# That's Wierd



## Crazy Horse (Jan 30, 2007)

Got the mail today, and to my surprise, I got 30 more seeds. I ordered seeds in beg of Dec. and received them end of Dec. (10 Early Misty's, 10 Purple Power and 10 freebies) I got them from Amsterdam Seed Bank. And now today I got the exact same order? Could I have lucked out and got some free seeds, or am I getting scammed? I used my credit card to order. I have been told by a few people that they are a very reputable company. 

I guess I got to wait till my bill comes to find out for sure. Anyone ever had this happen? CH


----------



## Brouli (Jan 30, 2007)

uuuuu   bro   check this out  iv heard that  cops did  this in florida they reorder seed , exact same order like the guy did 2 moths before and after he recive them 2 moths later they ride his house found 18 plants and he got lock up  

NEXT TIME BUY YOURSELF GIFT CARD AND USE THAT AS YOUR CREDIT CARD 


or you got lucky  they make mistake


----------



## northernlightssmokn (Jan 31, 2007)

Dude, check your statement online or call the credit card company...if there is no reccord of the second transaction, call the seed bank, and yes they have a phone number, it will be on file with your credit card company. ask them to verify the ORDER date..if they are the same, it was a glitch, if they are different and it is not on your credit account, You may be a "florida target". if bolth the order and the charge is duplicated, it was a mistake on theyre part. thats what I gather anyway.


----------



## stan (Jan 31, 2007)

Did you receive your free seeds when you ordered?


----------



## cyberquest (Jan 31, 2007)

Crazy Horse said:
			
		

> Got the mail today, and to my surprise, I got 30 more seeds.

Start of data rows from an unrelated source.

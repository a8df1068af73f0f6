// Credentials Model
// Authentication material kept between sessions

use base64::{engine::general_purpose::STANDARD as BASE64, Engine as _};
use serde::{Deserialize, Serialize};

/// Authorization scheme derived from stored credentials
#[derive(Debug, Clone, PartialEq, Eq)]
pub enum Authorization {
    Bearer(String),
    Basic { username: String, password: String },
}

impl Authorization {
    /// Value for the `Authorization` header
    pub fn header_value(&self) -> String {
        match self {
            Authorization::Bearer(token) => format!("Bearer {token}"),
            Authorization::Basic { username, password } => {
                format!("Basic {}", BASE64.encode(format!("{username}:{password}")))
            }
        }
    }
}

/// The three persisted credential slots (`auth_token`, `auth_username`, `auth_password`)
#[derive(Clone, Default, PartialEq, Eq, Serialize, Deserialize)]
#[serde(rename_all = "camelCase")]
pub struct Credentials {
    #[serde(default, skip_serializing_if = "Option::is_none")]
    pub auth_token: Option<String>,
    #[serde(default, skip_serializing_if = "Option::is_none")]
    pub auth_username: Option<String>,
    #[serde(default, skip_serializing_if = "Option::is_none")]
    pub auth_password: Option<String>,
}

impl Credentials {
    pub fn basic(username: impl Into<String>, password: impl Into<String>) -> Self {
        Self {
            auth_token: None,
            auth_username: Some(username.into()),
            auth_password: Some(password.into()),
        }
    }

    /// Bearer if a token is present, else Basic if both username and password are present
    pub fn authorization(&self) -> Option<Authorization> {
        if let Some(token) = non_empty(&self.auth_token) {
            return Some(Authorization::Bearer(token.to_string()));
        }

        match (non_empty(&self.auth_username), non_empty(&self.auth_password)) {
            (Some(username), Some(password)) => Some(Authorization::Basic {
                username: username.to_string(),
                password: password.to_string(),
            }),
            _ => None,
        }
    }

    pub fn is_empty(&self) -> bool {
        self.auth_token.is_none() && self.auth_username.is_none() && self.auth_password.is_none()
    }
}

// Secrets stay out of debug output and therefore out of the log
impl std::fmt::Debug for Credentials {
    fn fmt(&self, f: &mut std::fmt::Formatter<'_>) -> std::fmt::Result {
        f.debug_struct("Credentials")
            .field("auth_token", &self.auth_token.as_ref().map(|_| "***"))
            .field("auth_username", &self.auth_username)
            .field("auth_password", &self.auth_password.as_ref().map(|_| "***"))
            .finish()
    }
}

fn non_empty(value: &Option<String>) -> Option<&str> {
    value.as_deref().filter(|v| !v.is_empty())
}

#[cfg(test)]
mod tests {
    use super::*;

    #[test]
    fn test_basic_header() {
        let creds = Credentials::basic("admin", "secret");
        assert_eq!(
            creds.authorization().unwrap().header_value(),
            "Basic YWRtaW46c2VjcmV0"
        );
    }

    #[test]
    fn test_token_takes_precedence() {
        let mut creds = Credentials::basic("admin", "secret");
        creds.auth_token = Some("abc".to_string());
        assert_eq!(creds.authorization(), Some(Authorization::Bearer("abc".to_string())));
    }

    #[test]
    fn test_username_without_password_is_anonymous() {
        let creds = Credentials {
            auth_username: Some("admin".to_string()),
            ..Default::default()
        };
        assert_eq!(creds.authorization(), None);
    }

    #[test]
    fn test_debug_redacts_secrets() {
        let creds = Credentials::basic("admin", "secret");
        let debug = format!("{creds:?}");
        assert!(!debug.contains("secret"));
        assert!(debug.contains("admin"));
    }
}
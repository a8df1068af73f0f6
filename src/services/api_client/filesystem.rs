use reqwest::header::{HeaderName, CONTENT_LENGTH, CONTENT_TYPE, LAST_MODIFIED};
use reqwest::multipart::{Form, Part};
use reqwest::Method;
use serde::Serialize;
use serde_json::Value;

use super::*;

/// File metadata read from the headers of a HEAD request
#[derive(Debug, Clone, Default, PartialEq, Eq, Serialize)]
#[serde(rename_all = "camelCase")]
pub struct FileInfo {
    pub size: Option<u64>,
    pub content_type: Option<String>,
    pub last_modified: Option<String>,
}

/// `/v3/fs/<name><path>` with `path` always starting at "/"
fn fs_path(name: &str, path: &str) -> String {
    let path = path.trim();
    if path.is_empty() {
        format!("/v3/fs/{}", segment(name))
    } else if path.starts_with('/') {
        format!("/v3/fs/{}{}", segment(name), path)
    } else {
        format!("/v3/fs/{}/{}", segment(name), path)
    }
}

impl CoreClient {
    /// Filesystems the Core exposes (e.g. `disk`, `mem`)
    pub async fn filesystems(&self) -> ApiResult<Value> {
        self.get_value("/v3/fs").await
    }

    pub async fn list_files(&self, name: &str, path: &str) -> ApiResult<Value> {
        self.get_value(&fs_path(name, path)).await
    }

    pub async fn download_file(&self, name: &str, path: &str) -> ApiResult<Vec<u8>> {
        let response = self
            .send(self.request(Method::GET, &fs_path(name, path)))
            .await?;
        let bytes = response
            .bytes()
            .await
            .map_err(|e| ApiError::Decode(e.to_string()))?;
        Ok(bytes.to_vec())
    }

    /// Upload as multipart form data under the field `file`
    pub async fn upload_file(
        &self,
        name: &str,
        path: &str,
        file_name: &str,
        contents: Vec<u8>,
    ) -> ApiResult<Value> {
        let size = contents.len();
        let form = Form::new().part("file", Part::bytes(contents).file_name(file_name.to_string()));

        let response = self
            .send(self.request(Method::POST, &fs_path(name, path)).multipart(form))
            .await?;

        log::info!("Uploaded {file_name} ({size} bytes) to {name}:{path}");
        read_value(response).await
    }

    pub async fn delete_file(&self, name: &str, path: &str) -> ApiResult<Value> {
        self.delete_value(&fs_path(name, path)).await
    }

    pub async fn file_info(&self, name: &str, path: &str) -> ApiResult<FileInfo> {
        let response = self
            .send(self.request(Method::HEAD, &fs_path(name, path)))
            .await?;

        let headers = response.headers();
        let header = |key: HeaderName| {
            headers
                .get(key)
                .and_then(|v| v.to_str().ok())
                .map(str::to_string)
        };

        Ok(FileInfo {
            size: header(CONTENT_LENGTH).and_then(|v| v.parse().ok()),
            content_type: header(CONTENT_TYPE),
            last_modified: header(LAST_MODIFIED),
        })
    }
}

I ordered seeds in beg of Dec. and received them end of Dec. (10 Early Misty's, 10 Purple Power and 10 freebies)



sounds like it. 

i agree with quickly checking my credit card statement online and seeing if i was charged for them. followed by a call to the company you ordered them from. if something isnt right i would be moving my grow ASAP!


----------



## Runbyhemp (Jan 31, 2007)

Same thing happened to me a while back .. and I was only charged once !

Never look a gift horse in the mouth, I reckon


----------



## Brouli (Jan 31, 2007)

in that case  you lucky s man


----------



## Crazy Horse (Feb 1, 2007)

Hmmmm. This doesn't sound good fellas. I will check my cc company tomorrow, and see. And when I think about it, there was a Flrida phone number on my phone last weekend, and when I called it back, it was just a fuzzy noise. If I eat my plants and seeds right now, will I get high? JK. gonna get down too the bottom of this!


----------



## Crazy Horse (Feb 1, 2007)

Checked my cc company today, and no extra charges. I emailed the seed bank last night and no response yet. So hopefully they messed up. If not, I am going to be slightly paranoid. And angry.


----------



## bombbudpuffa (Feb 2, 2007)

Crazy Horse said:
			
		

> Checked my cc company today, and no extra charges. I emailed the seed bank last night and no response yet. So hopefully they messed up. If not, I am going to be slightly paranoid. And angry.


I wouldn't worry. Sounds like the bean company screwed up. You all should remember...too much weed makes you paranoid!!!eace:


----------



## Crazy Horse (Feb 2, 2007)

Looks like Santa revisited me because the seed company emailed me back, and they said their shipping department screwed up. I have so many seeds now I don't know what to do with them. Poor me! HAHA!!


----------



## Brouli (Feb 2, 2007)

you can always share with me 

let me ask you something   did you order them to your hause ??


----------



## Crazy Horse (Feb 3, 2007)

I know it is a no no, but I did. But the amount that I am growing at one time, isn't much. So I am not too worried about it. I will just have to store them for a rainy day. It is not to often that something like this (free seeds) happens to me, so Brouli, we will have to arm wrestle for them lol. Winner takes all!


----------